Сто лет восхождения - страница 12

стр.

На улицах Москвы у афишных тумб собирались толпы, читая свеженаклеенные декреты Советского правительства и Совета рабочих и солдатских депутатов. А в классах сумароковской школы все оставалось как прежде. Классные надзиратели, бдительно подглядывающие во время уроков сквозь высокие дверные стекла. И бесполезная отныне считалочка: «Каждый в классе должен знать, что такое буква «ять»...». Бесконечные инфинитивы и футурумы на немецком, когда язык Гейне, литые строчки которого мама с Левой читали в оригинале, становится тяжеловесным и громыхающим. Таинственный «некто» в задачках, все еще покупающий у купца сукно на аршины и овес на пуды, хотя декретом уже введена метрическая система. Тем более что задачки почти все перерешены дома. Скучно!

Лева пытается заговорить об этом. Но подобные разговоры пресекаются на корню. Родители просто делают непонимающие лица. Так проходит некоторое время.

На очередном уроке арифметики учитель пишет на классной доске условия задачи на части. Сегодня первая контрольная. Он поворачивается к классу: «Ну-с, можете начинать». Двадцать стриженых затылков склонились над раскрытыми тетрадями. Лева вытащил ранец и укладывает в него тетради и книги.

— А вы, Арцимович? Или вас контрольная не касается?

— А я уже решил. В уме... Ответ — две целых и пять восьмых аршина. Иду домой...

Независимо стуча каблуками, надев ранец лишь на одно плечо, Лева выходит из класса.

Вечером родители ведут с сыном бой. За ними жизненный опыт и родительская власть. За Левой здравый смысл и упорство. Папа и так и эдак варьирует слово «система». «Система знаний», «система отношений», «система поведения»... В словах отца немало убедительности, но все же поединок выигрывает сын.

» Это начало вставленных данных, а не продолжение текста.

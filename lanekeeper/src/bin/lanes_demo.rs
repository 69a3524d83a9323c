//! Show lanes at work on a file store.
//!
//! Usage: `lanes_demo [DATA_DIR]`. The directory defaults to
//! `$TMPDIR/lanes_demo` and is wiped first. Timeouts come from the
//! `LANEKEEPER_*` environment variables.

use futures::future::join_all;
use lanekeeper::{Coordinator, Document, Error, FileStore, QueueConfig, ResourceKey, Store};
use serde_json::json;
use std::time::Duration;
use tracing::info;

type BoxError = Box<dyn std::error::Error + Send + Sync>;

fn score(doc: &Document) -> i64 {
    doc.as_value()["score"].as_i64().unwrap_or(0)
}

/// Read the score, think for `delay`, write it back plus `add`
async fn bump(
    coord: &Coordinator<FileStore>,
    key: &ResourceKey,
    add: i64,
    delay: Duration,
) -> Result<(), Error> {
    let key = key.clone();
    coord
        .run_one(key.clone(), |txn| async move {
            let current = score(&txn.load(&key).await?);
            tokio::time::sleep(delay).await;
            txn.stage(&key, Document::new(json!({ "score": current + add })))?;
            Ok::<_, Error>(())
        })
        .await
}

/// Move `amount` points between two keys; both are held together
async fn transfer(
    coord: &Coordinator<FileStore>,
    from: &ResourceKey,
    to: &ResourceKey,
    amount: i64,
) -> Result<(), Error> {
    let (from, to) = (from.clone(), to.clone());
    coord
        .run([from.clone(), to.clone()], |txn| async move {
            let a = score(&txn.load(&from).await?);
            let b = score(&txn.load(&to).await?);
            txn.stage(&from, Document::new(json!({ "score": a - amount })))?;
            txn.stage(&to, Document::new(json!({ "score": b + amount })))?;
            Ok::<_, Error>(())
        })
        .await
}

#[tokio::main]
async fn main() -> Result<(), BoxError> {
    tracing_subscriber::fmt()
        .with_env_filter(
            tracing_subscriber::EnvFilter::try_from_default_env()
                .unwrap_or_else(|_| tracing_subscriber::EnvFilter::new("info")),
        )
        .init();

    let dir = std::env::args()
        .nth(1)
        .map_or_else(|| std::env::temp_dir().join("lanes_demo"), Into::into);
    let _ = std::fs::remove_dir_all(&dir);
    let config = QueueConfig::from_env();
    info!("data in {}, {config:?}", dir.display());

    let coord = Coordinator::new(FileStore::new(&dir)?, config);
    let alice = ResourceKey::user("alice")?;
    let bob = ResourceKey::user("bob")?;

    // Two overlapping read-modify-write operations on one key
    coord
        .store()
        .save(&alice, &Document::new(json!({ "score": 10 })))
        .await?;
    let (slow, fast) = tokio::join!(
        bump(&coord, &alice, 10, Duration::from_millis(50)),
        bump(&coord, &alice, 5, Duration::ZERO),
    );
    slow?;
    fast?;
    let after = score(&coord.store().load(&alice).await?);
    info!("alice after +10 and +5: {after}");

    // Transfers in both directions at once
    let moves = (0..20).map(|i| {
        if i % 2 == 0 {
            transfer(&coord, &alice, &bob, 1)
        } else {
            transfer(&coord, &bob, &alice, 2)
        }
    });
    for result in join_all(moves).await {
        result?;
    }

    let a = score(&coord.store().load(&alice).await?);
    let b = score(&coord.store().load(&bob).await?);
    info!("after transfers: alice={a} bob={b} total={}", a + b);
    info!("{} lane(s) in use", coord.queue().lane_count());
    Ok(())
}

На следующий день утром он демонстративно проходит в кабинет, снимает с полки учебник химии и запирается с ним у себя в комнате. Еще через неделю ранним утром громкий взрыв потрясает оконные рамы домов, выходящих в переулок. Слухи о новом бессмысленном теракте левых эсеров расползлись по Арбату. Арцимович-младший начал самостоятельно изучать химию.

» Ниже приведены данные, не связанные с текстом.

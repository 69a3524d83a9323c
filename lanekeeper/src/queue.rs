//! Serialization Queue
//!
//! One FIFO lane per resource key. Within a lane at most one ticket holds
//! the lane at any instant; unrelated lanes never wait on each other.
//!
//! # Ticket lifecycle
//!
//! ```text
//!   enqueue ──► Waiting ──grant──► Holding ──release/drop──► Released
//!                  │                                            ▲
//!                  └──────────────── drop (withdraw) ───────────┘
//! ```
//!
//! `enqueue` is synchronous: it registers the ticket under the lane lock and
//! returns. If the lane was idle the ticket is granted on the spot,
//! otherwise the caller awaits `Ticket::granted()`.
//!
//! Granting happens inside `release` of the previous holder, under the same
//! lock that `enqueue` takes, so a grant can never slip between "check lane
//! is busy" and "register as waiter".
//!
//! Release is tied to `Drop`. A ticket that is dropped while waiting (its
//! caller timed out or was cancelled) withdraws itself; a ticket dropped
//! while holding hands the lane to the next waiter. Both decisions are made
//! under the lane lock, so a grant racing with a timeout is resolved one way
//! or the other and the lane is never left held by nobody.

use parking_lot::Mutex;
use std::collections::{HashMap, VecDeque};
use std::fmt;
use std::future::Future;
use std::sync::Arc;

use crate::config::QueueConfig;
use crate::idgen::{IdGen, TicketId};
use crate::key::ResourceKey;

// ============================================================================
// Errors
// ============================================================================

/// Concurrency-layer failures of a single-lane operation
#[derive(Debug, Clone, PartialEq, Eq)]
pub enum QueueError {
    /// The lane already has `limit` tickets queued
    LaneFull { key: ResourceKey, limit: usize },
    /// The ticket was not granted before the lane timeout
    LaneTimeout { key: ResourceKey },
    /// The work exceeded its budget while holding the lane
    OperationTimeout { key: ResourceKey },
}

impl fmt::Display for QueueError {
    fn fmt(&self, f: &mut fmt::Formatter<'_>) -> fmt::Result {
        match self {
            Self::LaneFull { key, limit } => {
                write!(f, "Lane '{key}' is full ({limit} pending tickets)")
            }
            Self::LaneTimeout { key } => write!(f, "Timed out waiting for lane '{key}'"),
            Self::OperationTimeout { key } => {
                write!(f, "Operation on lane '{key}' exceeded its time budget")
            }
        }
    }
}

impl std::error::Error for QueueError {}

// ============================================================================
// Lane
// ============================================================================

#[derive(Debug, Clone, Copy, PartialEq, Eq)]
pub enum TicketState {
    Waiting,
    Holding,
    Released,
}

/// A ticket waiting for its turn on a lane
struct Waiter {
    ticket: TicketId,
    /// Fired exactly once, after `holder` has been set to `ticket`
    sender: tokio::sync::oneshot::Sender<()>,
}

impl fmt::Debug for Waiter {
    fn fmt(&self, f: &mut fmt::Formatter<'_>) -> fmt::Result {
        f.debug_struct("Waiter")
            .field("ticket", &self.ticket)
            .finish_non_exhaustive()
    }
}

/// Invariant: `holder.is_none()` implies `waiting.is_empty()`
#[derive(Debug, Default)]
struct LaneState {
    holder: Option<TicketId>,
    waiting: VecDeque<Waiter>,
}

impl LaneState {
    fn pending(&self) -> usize {
        usize::from(self.holder.is_some()) + self.waiting.len()
    }
}

/// Per-key FIFO execution channel
pub struct Lane {
    key: ResourceKey,
    state: Mutex<LaneState>,
}

impl fmt::Debug for Lane {
    fn fmt(&self, f: &mut fmt::Formatter<'_>) -> fmt::Result {
        let state = self.state.lock();
        f.debug_struct("Lane")
            .field("key", &self.key)
            .field("holder", &state.holder)
            .field("waiting", &state.waiting.len())
            .finish()
    }
}

impl Lane {
    fn new(key: ResourceKey) -> Self {
        Self {
            key,
            state: Mutex::new(LaneState::default()),
        }
    }

    #[must_use]
    pub fn key(&self) -> &ResourceKey {
        &self.key
    }

    /// Holder plus waiters
    #[must_use]
    pub fn pending(&self) -> usize {
        self.state.lock().pending()
    }

    /// Hand the lane to the first waiter still listening.
    ///
    /// Precondition: caller holds the lane lock and the lane has no holder.
    fn grant_next(&self, state: &mut LaneState) {
        while let Some(waiter) = state.waiting.pop_front() {
            state.holder = Some(waiter.ticket);
            if waiter.sender.send(()).is_ok() {
                log::trace!("lane '{}': granted {}", self.key, waiter.ticket);
                return;
            }
            // The receiver lives in the Ticket, and a dropped Ticket removes
            // its waiter under this lock first, so this is not expected.
            log::debug!(
                "lane '{}': grant receiver for {} is gone, skipping",
                self.key,
                waiter.ticket
            );
            state.holder = None;
        }
    }
}

// ============================================================================
// Ticket
// ============================================================================

/// One operation's claim on one lane
///
/// Owned by exactly one invocation. Released explicitly with
/// [`Ticket::release`] or implicitly on drop.
pub struct Ticket {
    id: TicketId,
    lane: Arc<Lane>,
    /// `None` once the grant has been observed (or was immediate)
    grant: Option<tokio::sync::oneshot::Receiver<()>>,
    released: bool,
}

impl fmt::Debug for Ticket {
    fn fmt(&self, f: &mut fmt::Formatter<'_>) -> fmt::Result {
        f.debug_struct("Ticket")
            .field("id", &self.id)
            .field("key", &self.lane.key)
            .field("state", &self.state())
            .finish()
    }
}

impl Ticket {
    #[must_use]
    pub fn id(&self) -> TicketId {
        self.id
    }

    #[must_use]
    pub fn key(&self) -> &ResourceKey {
        &self.lane.key
    }

    #[must_use]
    pub fn state(&self) -> TicketState {
        if self.released {
            return TicketState::Released;
        }
        if self.lane.state.lock().holder == Some(self.id) {
            TicketState::Holding
        } else {
            TicketState::Waiting
        }
    }

    /// Wait until this ticket holds its lane.
    ///
    /// Cancel-safe: dropping the future leaves the ticket queued, and
    /// dropping the ticket withdraws it.
    pub async fn granted(&mut self) {
        if let Some(rx) = self.grant.as_mut() {
            // The sender is only consumed by `grant_next`, which sets the
            // holder before sending. It is dropped without sending only if
            // this ticket already withdrew, which cannot happen while we
            // are awaiting it, so the error case is ignored.
            let _ = rx.await;
            self.grant = None;
        }
    }

    /// Release the lane (or withdraw from it if not yet granted)
    pub fn release(mut self) {
        self.release_inner();
    }

    fn release_inner(&mut self) {
        if self.released {
            return;
        }
        self.released = true;

        let mut state = self.lane.state.lock();
        if state.holder == Some(self.id) {
            state.holder = None;
            log::trace!("lane '{}': released {}", self.lane.key, self.id);
            self.lane.grant_next(&mut state);
        } else {
            state.waiting.retain(|w| w.ticket != self.id);
            log::trace!("lane '{}': withdrew {}", self.lane.key, self.id);
        }
    }
}

impl Drop for Ticket {
    fn drop(&mut self) {
        self.release_inner();
    }
}

// ============================================================================
// Queue
// ============================================================================

/// Process-wide map of lanes
///
/// Lanes are created lazily on first use and live as long as the queue.
pub struct SerialQueue {
    lanes: Mutex<HashMap<ResourceKey, Arc<Lane>>>,
    ids: IdGen,
    config: QueueConfig,
}

impl Default for SerialQueue {
    fn default() -> Self {
        Self::new(QueueConfig::default())
    }
}

impl SerialQueue {
    #[must_use]
    pub fn new(config: QueueConfig) -> Self {
        Self {
            lanes: Mutex::new(HashMap::new()),
            ids: IdGen::new(),
            config,
        }
    }

    #[must_use]
    pub fn config(&self) -> &QueueConfig {
        &self.config
    }

    /// Get the lane for `key`, creating it if absent.
    ///
    /// The map lock makes "create if absent" atomic; everything after this
    /// works on the returned lane only.
    fn lane(&self, key: &ResourceKey) -> Arc<Lane> {
        let mut lanes = self.lanes.lock();
        if let Some(lane) = lanes.get(key) {
            return Arc::clone(lane);
        }
        log::debug!("queue: creating lane '{key}'");
        let lane = Arc::new(Lane::new(key.clone()));
        lanes.insert(key.clone(), Arc::clone(&lane));
        lane
    }

    /// Append a ticket for `key`.
    ///
    /// The ticket is `Holding` on return if the lane was idle, otherwise
    /// `Waiting` behind every earlier ticket for the same key.
    ///
    /// # Errors
    /// Returns `QueueError::LaneFull` if the lane has reached
    /// `max_pending_per_lane`.
    pub fn enqueue(&self, key: &ResourceKey) -> Result<Ticket, QueueError> {
        let lane = self.lane(key);
        let id = self.ids.get_next();
        let limit = self.config.max_pending_per_lane;

        let mut state = lane.state.lock();
        if state.pending() >= limit {
            log::warn!("queue.enqueue: lane '{key}' full ({limit} pending), rejecting {id}");
            return Err(QueueError::LaneFull {
                key: key.clone(),
                limit,
            });
        }

        let grant = if state.holder.is_none() {
            state.holder = Some(id);
            log::trace!("lane '{key}': granted {id} immediately");
            None
        } else {
            let (tx, rx) = tokio::sync::oneshot::channel();
            state.waiting.push_back(Waiter {
                ticket: id,
                sender: tx,
            });
            log::trace!(
                "lane '{key}': {id} waiting behind {} ticket(s)",
                state.pending() - 1
            );
            Some(rx)
        };
        drop(state);

        Ok(Ticket {
            id,
            lane,
            grant,
            released: false,
        })
    }

    /// Explicit form of `ticket.release()`
    pub fn release(&self, ticket: Ticket) {
        ticket.release();
    }

    /// Run `work` with exclusive access to `key`.
    ///
    /// Waits at most `lane_timeout` for the grant and gives `work` at most
    /// `operation_timeout`. The ticket is released on every exit path.
    ///
    /// # Errors
    /// `LaneFull`, `LaneTimeout` or `OperationTimeout`. Errors produced by
    /// `work` itself are part of `T` and are passed through untouched.
    pub async fn run<F, Fut, T>(&self, key: &ResourceKey, work: F) -> Result<T, QueueError>
    where
        F: FnOnce() -> Fut,
        Fut: Future<Output = T>,
    {
        let mut ticket = self.enqueue(key)?;

        if tokio::time::timeout(self.config.lane_timeout, ticket.granted())
            .await
            .is_err()
        {
            log::warn!("queue.run: {} timed out waiting for lane '{key}'", ticket.id());
            return Err(QueueError::LaneTimeout { key: key.clone() });
        }

        let result = tokio::time::timeout(self.config.operation_timeout, work()).await;
        ticket.release();

        result.map_err(|_| {
            log::warn!("queue.run: operation on lane '{key}' exceeded its budget");
            QueueError::OperationTimeout { key: key.clone() }
        })
    }

    /// Number of lanes created so far
    #[must_use]
    pub fn lane_count(&self) -> usize {
        self.lanes.lock().len()
    }

    /// Holder plus waiters for `key`; zero for a lane never used
    #[must_use]
    pub fn pending(&self, key: &ResourceKey) -> usize {
        let lane = self.lanes.lock().get(key).cloned();
        lane.map_or(0, |lane| lane.pending())
    }
}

И вот теперь новое наступление отца. Только сейчас он говорит с сыном уже как со взрослым. Хотя по-прежнему употребляется знакомый оборот: «Система знаний»... Отец спрашивает сына: «А как же быть?» И Лева отвечает кратко: «Экстерном...»

И в один прекрасный день Лева торжественно кладет на отцовский стол свидетельство об окончании средней школы-семилетки. Папа сдержанно, с чувством гордости, которое он старается скрыть, просматривает этот документ. Мама откровенно ликует. Ее Левушка в свои двенадцать лет доказал всем, прежде всего себе, что он не оболтус. По столь торжественному случаю она даже испекла пирог из серой пайковой муки. Вполне приличный по тем временам.

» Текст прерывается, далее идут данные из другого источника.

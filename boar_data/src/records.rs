//! Typed documents of the bot's data layer
//!
//! Field names follow the bot's JSON files (camelCase). Every field has a
//! default, so documents written by older versions, or the empty document
//! of a key never saved, decode cleanly.

use serde::{Deserialize, Serialize};
use std::collections::BTreeMap;

/// Per-user collection and stats, stored at `user:<id>`
#[derive(Serialize, Deserialize, Debug, Clone, Default, PartialEq, Eq)]
#[serde(default, rename_all = "camelCase")]
pub struct UserRecord {
    /// Bucks
    pub score: i64,
    pub total_items: u64,
    /// Item id to number owned
    pub items: BTreeMap<String, u64>,
    pub streak: u64,
    pub attempts: u64,
    pub top_attempts: u64,
    /// Unopened gifts
    pub gifts: u64,
    pub gifts_used: u64,
    pub multiplier: u64,
}

impl UserRecord {
    #[must_use]
    pub fn count_of(&self, item_id: &str) -> u64 {
        self.items.get(item_id).copied().unwrap_or(0)
    }

    /// Distinct items currently owned
    #[must_use]
    pub fn uniques(&self) -> u64 {
        self.items.values().filter(|n| **n > 0).count() as u64
    }

    pub(crate) fn add_items(&mut self, item_id: &str, count: u64) {
        let owned = self.items.entry(item_id.to_string()).or_insert(0);
        *owned = owned.saturating_add(count);
        self.total_items = self.total_items.saturating_add(count);
    }

    /// Take `count` of an item; `false` (and no change) if there are fewer
    pub(crate) fn take_items(&mut self, item_id: &str, count: u64) -> bool {
        let have = self.count_of(item_id);
        if have < count {
            return false;
        }
        if have == count {
            self.items.remove(item_id);
        } else {
            self.items.insert(item_id.to_string(), have - count);
        }
        self.total_items = self.total_items.saturating_sub(count);
        true
    }
}

/// Per-guild configuration, stored at `guild:<id>`
#[derive(Serialize, Deserialize, Debug, Clone, Default, PartialEq, Eq)]
#[serde(default, rename_all = "camelCase")]
pub struct GuildRecord {
    pub fully_setup: bool,
    pub is_sb_server: bool,
    pub trade_channel: String,
    pub channels: Vec<String>,
}

/// User id to unban time (milliseconds since the epoch)
#[derive(Serialize, Deserialize, Debug, Clone, Default, PartialEq, Eq)]
#[serde(transparent)]
pub struct BanList(pub BTreeMap<String, u64>);

// ============================================================================
// Leaderboards
// ============================================================================

/// The leaderboards kept by the bot, one document each
#[derive(Debug, Clone, Copy, PartialEq, Eq, Hash)]
pub enum Board {
    Bucks,
    Total,
    Uniques,
    Streak,
    Attempts,
    TopAttempts,
    GiftsUsed,
    Multiplier,
}

impl Board {
    pub const ALL: [Board; 8] = [
        Board::Bucks,
        Board::Total,
        Board::Uniques,
        Board::Streak,
        Board::Attempts,
        Board::TopAttempts,
        Board::GiftsUsed,
        Board::Multiplier,
    ];

    /// Key segment of the board's document
    #[must_use]
    pub fn name(self) -> &'static str {
        match self {
            Board::Bucks => "bucks",
            Board::Total => "total",
            Board::Uniques => "uniques",
            Board::Streak => "streak",
            Board::Attempts => "attempts",
            Board::TopAttempts => "topAttempts",
            Board::GiftsUsed => "giftsUsed",
            Board::Multiplier => "multiplier",
        }
    }

    /// The user's standing on this board
    #[must_use]
    pub fn value_of(self, user: &UserRecord) -> i64 {
        let unsigned = match self {
            Board::Bucks => return user.score,
            Board::Total => user.total_items,
            Board::Uniques => user.uniques(),
            Board::Streak => user.streak,
            Board::Attempts => user.attempts,
            Board::TopAttempts => user.top_attempts,
            Board::GiftsUsed => user.gifts_used,
            Board::Multiplier => user.multiplier,
        };
        i64::try_from(unsigned).unwrap_or(i64::MAX)
    }
}

/// One leaderboard
#[derive(Serialize, Deserialize, Debug, Clone, Default, PartialEq, Eq)]
#[serde(default, rename_all = "camelCase")]
pub struct Leaderboard {
    pub top_user: Option<String>,
    /// User id to (username, value)
    pub user_data: BTreeMap<String, (String, i64)>,
}

impl Leaderboard {
    /// Record `value` for a user; non-positive values drop the user
    pub fn set(&mut self, user_id: &str, username: &str, value: i64) {
        if value > 0 {
            self.user_data
                .insert(user_id.to_string(), (username.to_string(), value));
        } else {
            self.user_data.remove(user_id);
        }
        self.refresh_top();
    }

    pub fn remove(&mut self, user_id: &str) {
        self.user_data.remove(user_id);
        self.refresh_top();
    }

    /// Highest value wins; ties go to the lowest user id
    fn refresh_top(&mut self) {
        self.top_user = self
            .user_data
            .iter()
            .max_by(|(id_a, (_, a)), (id_b, (_, b))| a.cmp(b).then_with(|| id_b.cmp(id_a)))
            .map(|(id, _)| id.clone());
    }
}

// ============================================================================
// Market
// ============================================================================

/// One buy or sell order on the market
#[derive(Serialize, Deserialize, Debug, Clone, Default, PartialEq, Eq)]
#[serde(default, rename_all = "camelCase")]
pub struct Order {
    #[serde(rename = "userID")]
    pub user_id: String,
    pub price: i64,
    pub num: u64,
    pub list_time: u64,
    pub filled_amount: u64,
    pub claimed_amount: u64,
}

impl Order {
    #[must_use]
    pub fn remaining(&self) -> u64 {
        self.num.saturating_sub(self.filled_amount)
    }
}

/// Price, time and user of the latest trade
#[derive(Serialize, Deserialize, Debug, Clone, Default, PartialEq, Eq)]
pub struct Trade(pub i64, pub u64, pub String);

/// Market state of one item, stored at `global:market:<item>`
#[derive(Serialize, Deserialize, Debug, Clone, Default, PartialEq, Eq)]
#[serde(default, rename_all = "camelCase")]
pub struct ItemLedger {
    pub buyers: Vec<Order>,
    pub sellers: Vec<Order>,
    pub last_buys: Trade,
    pub last_sells: Trade,
}

impl ItemLedger {
    /// Index of the cheapest open sell order not placed by `buyer_id`.
    /// Earlier listings win price ties.
    #[must_use]
    pub fn cheapest_sell(&self, buyer_id: &str) -> Option<usize> {
        self.sellers
            .iter()
            .enumerate()
            .filter(|(_, o)| o.remaining() > 0 && o.user_id != buyer_id)
            .min_by_key(|(i, o)| (o.price, *i))
            .map(|(i, _)| i)
    }
}

#[cfg(test)]
mod tests {
    use super::*;

    #[test]
    fn test_user_record_decodes_partial_json() {
        let user: UserRecord =
            serde_json::from_str(r#"{"score": 12, "items": {"gift": 2}}"#).unwrap();
        assert_eq!(user.score, 12);
        assert_eq!(user.count_of("gift"), 2);
        assert_eq!(user.streak, 0);
    }

    #[test]
    fn test_take_items_is_all_or_nothing() {
        let mut user = UserRecord::default();
        user.add_items("boar", 3);

        assert!(!user.take_items("boar", 4));
        assert_eq!(user.count_of("boar"), 3);

        assert!(user.take_items("boar", 3));
        assert_eq!(user.uniques(), 0);
        assert_eq!(user.total_items, 0);
    }

    #[test]
    fn test_add_items_saturates() {
        let mut user = UserRecord::default();
        user.add_items("boar", u64::MAX - 1);
        user.add_items("boar", 5);
        user.add_items("gift", 1);
        assert_eq!(user.count_of("boar"), u64::MAX);
        assert_eq!(user.total_items, u64::MAX);
    }

    #[test]
    fn test_leaderboard_top_user() {
        let mut board = Leaderboard::default();
        board.set("2", "bea", 5);
        board.set("1", "al", 5);
        assert_eq!(board.top_user.as_deref(), Some("1"));

        board.set("3", "cy", 9);
        assert_eq!(board.top_user.as_deref(), Some("3"));

        board.set("3", "cy", 0);
        assert!(!board.user_data.contains_key("3"));
        assert_eq!(board.top_user.as_deref(), Some("1"));

        board.remove("1");
        board.remove("2");
        assert_eq!(board.top_user, None);
    }

    #[test]
    fn test_leaderboard_json_shape() {
        let mut board = Leaderboard::default();
        board.set("7", "boar", 42);
        assert_eq!(
            serde_json::to_value(&board).unwrap(),
            serde_json::json!({ "topUser": "7", "userData": { "7": ["boar", 42] } })
        );
    }

    #[test]
    fn test_cheapest_sell_skips_own_and_filled_orders() {
        let order = |user: &str, price, num, filled| Order {
            user_id: user.to_string(),
            price,
            num,
            filled_amount: filled,
            ..Order::default()
        };
        let ledger = ItemLedger {
            sellers: vec![
                order("me", 1, 1, 0),
                order("a", 3, 1, 1),
                order("b", 5, 2, 0),
                order("c", 5, 1, 0),
            ],
            ..ItemLedger::default()
        };
        assert_eq!(ledger.cheapest_sell("me"), Some(2));
        assert_eq!(ledger.cheapest_sell("x"), Some(0));
    }
}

Затененная деревьями улица старого Минска. Солидный дом, на первом этаже которого профессор экономической географии Арцимович с семьей занимает квартиру из пяти комнат. Впервые после их отъезда из Москвы книги папиной библиотеки выстроились на стеллажах из струганых досок. Подходи, выбирай любую. Если высоко, так есть для этого лестничка-стремянка.

На ней-то Лева и проводит большую часть дня, погрузившись в очередной том. Очень удобно сидеть на маленькой площадке, возвышаясь над всеми.

Папа больше не говорит о «системе знаний», столь необходимых каждому интеллигентному человеку. Он понял: без образования Лев не останется. Тем более что сын по второму кругу взялся за «Теорию относительности» и учебник физики профессора Лоренца.

Вообще, после бродяжничества Левы в Клинцах отец другими глазами посмотрел на сына. Резался у младшего Арцимовича характер, резался, как зубы, подчас мучительно и зло. Отсюда, наверное, и странное сочетание необычной взрослости и буйного детского воображения. Подросток, легко берущий интеграл, с такой же легкостью и непосредственностью мог вообразить себя Ястребиным Когтем, Зубом Ягуара и с леденящим душу криком, подражая индейцам, пронестись в заросший сад. Только мама понимала сына и придерживала отца. Да и куда было торопиться. Держать экзамены эстерном по программе полной средней школы можно только в четырнадцать лет. Так профессору Арцимовичу ответили весьма уважительно, но непреклонно в Наркомпросе республики. И папа, придя домой после этого визита, на вопросительный взгляд мамы ответил с тяжким вздохом: «Придется ждать год».